Published:Sunday | November 2, 2014 | 11:00 AM

Tameka Gordon, Business Reporter

The road Safety Council is siding with new-car dealers, who see the damaged-car trade as a public-safety issue, even while holding back on final judgement on the possible lifting of an import ban for commercial reasons.

But the premier school that trains auto repairers says it can provide the skills to make the vehicles roadworthy, even as it contemplates the potential for new jobs under a controlled damaged-car repair sector.

The National Road Safety Council's view is that jobs cannot be the overriding consideration, saying the risk of harm from defective vehicles must be weighed carefully.

The Trade Board Limited is now exploring the feasibility of reversing the import ban for damaged cars under a scenario where investors tap into the planned logistics hub for the repair, customisation and/or assembly of automobiles within a special economic zone for re-export.

The problem for some Jamaican interests is that the policy will not confine sale of the vehicles to overseas markets, but eventually contemplates the vehicles ending up for sale on Jamaica's used-car lots.

Chairman of the Automobile Dealers Association, Kent LaCroix, is on record as saying that reopening Jamaica's market to damaged-car imports would be a retrograde step that would "endanger the lives of our people", citing the safety issues that had led to the ban in the first place.
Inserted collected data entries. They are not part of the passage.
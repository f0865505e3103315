//! Result artifact persistence.
//!
//! A completed [`PipelineResult`] is written to
//! `<dir>/<session_id>/result.json` with a companion `result.digest` holding
//! the SHA-256 of the JSON bytes. Reading re-hashes the file and rejects it
//! on mismatch.

use std::path::{Path, PathBuf};

use leadflow_state::{ContentDigest, SessionId};

use crate::domain::{PipelineError, PipelineResult, Result};

const RESULT_FILE: &str = "result.json";
const DIGEST_FILE: &str = "result.digest";

fn session_dir(dir: &Path, session_id: &SessionId) -> Result<PathBuf> {
    let id = session_id.as_str();
    if id.is_empty() || id == "." || id == ".." || id.contains(['/', '\\']) {
        return Err(PipelineError::invalid(
            "session_id",
            format!("'{id}' is not usable as a directory name"),
        ));
    }
    Ok(dir.join(id))
}

/// Write `result` under `dir`. Returns the path to `result.json`.
pub fn write_result_artifact(result: &PipelineResult, dir: &Path) -> Result<PathBuf> {
    let session_dir = session_dir(dir, &result.session_id)?;
    std::fs::create_dir_all(&session_dir)?;

    let json = serde_json::to_vec_pretty(result)?;
    let digest = ContentDigest::from_bytes(&json);

    let result_path = session_dir.join(RESULT_FILE);
    std::fs::write(&result_path, &json)?;
    std::fs::write(session_dir.join(DIGEST_FILE), digest.as_str().as_bytes())?;

    tracing::debug!(
        session_id = %result.session_id,
        digest = %digest.short(),
        path = %result_path.display(),
        "result artifact written"
    );
    Ok(result_path)
}

/// Read and integrity-check the artifact for `session_id`.
///
/// Returns `PipelineError::DigestMismatch` if `result.json` no longer hashes
/// to the value in `result.digest`.
pub fn read_result_artifact(session_id: &SessionId, dir: &Path) -> Result<PipelineResult> {
    let session_dir = session_dir(dir, session_id)?;

    let json = std::fs::read(session_dir.join(RESULT_FILE))?;
    let expected = std::fs::read_to_string(session_dir.join(DIGEST_FILE))?
        .trim()
        .to_ascii_lowercase();
    let actual = ContentDigest::from_bytes(&json);

    if actual.as_str() != expected {
        return Err(PipelineError::DigestMismatch {
            expected,
            actual: actual.as_str().to_string(),
        });
    }

    Ok(serde_json::from_slice(&json)?)
}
"I don't think it's well thought out and we, as an association, feel that there are enough cars available in Jamaica in the used- and new-car sectors, as well as repairable cars that we have," LaCroix commented to Sunday Business.

However, chairman of the Trade Board and head of the damaged-car task force, Berthan Hussey, has said that past issues were unlikely to arise as the sector would be operating under a new structure, with oversight.

Additionally, Bureau of Standards Jamaica (BSJ) says, if required, its resources will be available to the Trade Board for the development of standards for the repairs.

And the respected Jamaica-German Automotive School (JAGAS), says it can

supply the skills required by such a sector.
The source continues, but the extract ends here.